> [EXERCISE]:
Out of the data below, copy every line with the string "iter".

> [Dataset entries]:
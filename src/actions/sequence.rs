use std::collections::HashSet;

use tracing::trace;

use super::compiler::compile_action;
use super::model::{Action, Device, DeviceType, PointerType};
use super::raw::ActionSequence;
use crate::error::{DriverError, Result};

/// All devices' actions at one synchronization point.
#[derive(Debug, Clone, PartialEq, Eq)]
pub struct Tick {
    pub index: usize,
    pub actions: Vec<Action>,
}

impl Tick {
    /// Longest pause requested by any device in this tick.
    pub fn pause(&self) -> u64 {
        self.actions
            .iter()
            .filter_map(Action::pause_duration)
            .max()
            .unwrap_or(0)
    }
}

/// Actions-by-tick for one command, plus the devices that produced them.
#[derive(Debug, Clone, Default, PartialEq, Eq)]
pub struct TickMatrix {
    pub devices: Vec<Device>,
    pub ticks: Vec<Tick>,
}

impl TickMatrix {
    pub fn len(&self) -> usize {
        self.ticks.len()
    }

    pub fn is_empty(&self) -> bool {
        self.ticks.is_empty()
    }
}

/// Resolve devices, then compile every action into tick order.
///
/// Tick `i` holds the `i`-th action of every device, in device order. The
/// whole command is compiled before anything is returned, so a single bad
/// action rejects the command without side effects.
pub fn extract_action_sequence(sequences: &[ActionSequence]) -> Result<TickMatrix> {
    let devices = resolve_devices(sequences)?;

    let tick_count = sequences.first().map_or(0, |s| s.actions.len());
    if let Some(seq) = sequences.iter().find(|s| s.actions.len() != tick_count) {
        return Err(DriverError::InvalidInput(format!(
            "device '{}' has {} actions but device '{}' has {}",
            seq.id,
            seq.actions.len(),
            sequences[0].id,
            tick_count
        )));
    }

    let mut ticks = Vec::with_capacity(tick_count);
    for index in 0..tick_count {
        let mut actions = Vec::with_capacity(devices.len());
        for (device, seq) in devices.iter().zip(sequences) {
            if let Some(action) = compile_action(device, index, &seq.actions[index])? {
                actions.push(action);
            }
        }
        ticks.push(Tick { index, actions });
    }

    trace!(
        target: "pagepilot::actions",
        devices = devices.len(), ticks = ticks.len(),
        "extracted action sequence"
    );
    Ok(TickMatrix { devices, ticks })
}

fn resolve_devices(sequences: &[ActionSequence]) -> Result<Vec<Device>> {
    let mut seen = HashSet::with_capacity(sequences.len());
    sequences
        .iter()
        .map(|seq| {
            if !seen.insert(seq.id.as_str()) {
                return Err(DriverError::InvalidInput(format!(
                    "device id '{}' appears more than once",
                    seq.id
                )));
            }
            let device_type = DeviceType::parse(&seq.device_type).ok_or_else(|| {
                DriverError::InvalidInput(format!(
                    "device '{}' has unknown type '{}'",
                    seq.id, seq.device_type
                ))
            })?;
            let pointer_type = match device_type {
                DeviceType::Pointer => Some(resolve_pointer_type(seq)?),
                _ => None,
            };
            Ok(Device {
                id: seq.id.clone(),
                device_type,
                pointer_type,
            })
        })
        .collect()
}

fn resolve_pointer_type(seq: &ActionSequence) -> Result<PointerType> {
    let raw = seq
        .parameters
        .as_ref()
        .and_then(|p| p.pointer_type.as_deref());
    match raw {
        None => Ok(PointerType::Mouse),
        Some(raw) => PointerType::parse(raw).ok_or_else(|| {
            DriverError::InvalidInput(format!(
                "device '{}' has unknown pointerType '{raw}'",
                seq.id
            ))
        }),
    }
}
use std::thread;
use std::time::Duration;

use tracing::{debug, info, trace};

use super::event::PrimitiveEvent;
use super::input_state::InputState;
use super::queue::EventQueue;
use crate::actions::{Action, ActionKind, ActionSequence, PointerOrigin, extract_action_sequence};
use crate::engine::{ElementRef, Engine};
use crate::error::Result;

/// Outcome of one successful `perform_actions` command.
#[derive(Debug, Clone, Copy, Default, PartialEq, Eq)]
pub struct DispatchReport {
    pub ticks: usize,
    pub replayed: usize,
}

/// Turns action commands into replayed engine primitives.
///
/// Owns the coalescing queue and the session's input state table. Not shared
/// across threads: only the command thread drives it.
#[derive(Debug, Default)]
pub struct ActionDispatcher {
    queue: EventQueue,
    state: InputState,
}

impl ActionDispatcher {
    pub fn new() -> Self {
        Self::default()
    }

    pub fn state(&self) -> &InputState {
        &self.state
    }

    /// Compile a whole command, then walk its ticks through the queue.
    ///
    /// Nothing is replayed if any action fails validation. Every tick is
    /// appended to the queue before the single replay at the end; a tick's
    /// pause sleeps without splitting the queue.
    pub fn compile_and_dispatch(
        &mut self,
        engine: &dyn Engine,
        sequences: &[ActionSequence],
    ) -> Result<DispatchReport> {
        let matrix = extract_action_sequence(sequences)?;
        self.state.register_devices(&matrix.devices)?;

        let mut report = DispatchReport {
            ticks: matrix.len(),
            replayed: 0,
        };
        for tick in &matrix.ticks {
            for action in &tick.actions {
                if let Some(event) = self.event_for(action) {
                    self.queue.push(event);
                }
            }
            let pause = tick.pause();
            if pause > 0 {
                trace!(target: "pagepilot::dispatch", tick = tick.index, pause, "pausing");
                thread::sleep(Duration::from_millis(pause));
            }
        }
        report.replayed = self.flush(engine)?;

        info!(
            target: "pagepilot::dispatch",
            ticks = report.ticks, replayed = report.replayed,
            "actions performed"
        );
        Ok(report)
    }

    /// Release every key and button still held, most recent first, then
    /// forget all device state.
    pub fn release_all(&mut self, engine: &dyn Engine) -> Result<()> {
        self.queue.clear();
        let keys: Vec<String> = self.state.held_keys().iter().rev().cloned().collect();
        let buttons: Vec<_> = self.state.held_buttons().iter().rev().cloned().collect();
        debug!(
            target: "pagepilot::dispatch",
            keys = keys.len(), buttons = buttons.len(),
            "releasing held input"
        );

        let result = self.release_held(engine, &keys, &buttons);
        self.state.reset();
        result
    }

    fn release_held(
        &mut self,
        engine: &dyn Engine,
        keys: &[String],
        buttons: &[(Option<ElementRef>, u32)],
    ) -> Result<()> {
        for key in keys {
            engine.release_key(None, key)?;
            self.state.key_released(key);
        }
        for (target, button) in buttons {
            engine.mouse_up(target.as_ref(), *button, self.state.modifiers())?;
            self.state.button_released(*button);
        }
        Ok(())
    }

    fn flush(&mut self, engine: &dyn Engine) -> Result<usize> {
        if self.queue.is_empty() {
            return Ok(0);
        }
        self.queue.flush(engine, &mut self.state)
    }

    /// Primitive event implied by one action; `None` for inert actions.
    fn event_for(&mut self, action: &Action) -> Option<PrimitiveEvent> {
        let device = action.device_id.as_str();
        match &action.kind {
            ActionKind::Pause { .. } | ActionKind::PointerCancel { .. } => None,
            ActionKind::KeyDown { key } => Some(PrimitiveEvent::KeyDown {
                target: None,
                key: key.clone(),
            }),
            ActionKind::KeyUp { key } => Some(PrimitiveEvent::KeyUp {
                target: None,
                key: key.clone(),
            }),
            ActionKind::PointerDown { button, target, .. } => Some(PrimitiveEvent::MouseDown {
                target: self.pointer_target(device, target.as_ref()),
                button: *button,
            }),
            ActionKind::PointerUp { button, target, .. } => Some(PrimitiveEvent::MouseUp {
                target: self.pointer_target(device, target.as_ref()),
                button: *button,
            }),
            ActionKind::PointerMove { origin, .. } => match origin {
                PointerOrigin::Element(element) => {
                    self.state.set_last_target(device, Some(element.clone()));
                    Some(PrimitiveEvent::MouseMove {
                        target: Some(element.clone()),
                    })
                }
                PointerOrigin::Viewport => {
                    self.state.set_last_target(device, None);
                    None
                }
                PointerOrigin::Pointer => None,
            },
        }
    }

    /// An explicit element wins and becomes the pointer's location; otherwise
    /// the pointer acts where it last was.
    fn pointer_target(
        &mut self,
        device: &str,
        explicit: Option<&ElementRef>,
    ) -> Option<ElementRef> {
        match explicit {
            Some(element) => {
                self.state.set_last_target(device, Some(element.clone()));
                Some(element.clone())
            }
            None => self.state.last_target(device).cloned(),
        }
    }
}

> [SOLUTION TO THE EXERCISE]:
            .iter()
    if let Some(seq) = sequences.iter().find(|s| s.actions.len() != tick_count) {
        for (device, seq) in devices.iter().zip(sequences) {
        .iter()
        let keys: Vec<String> = self.state.held_keys().iter().rev().cloned().collect();
        let buttons: Vec<_> = self.state.held_buttons().iter().rev().cloned().collect();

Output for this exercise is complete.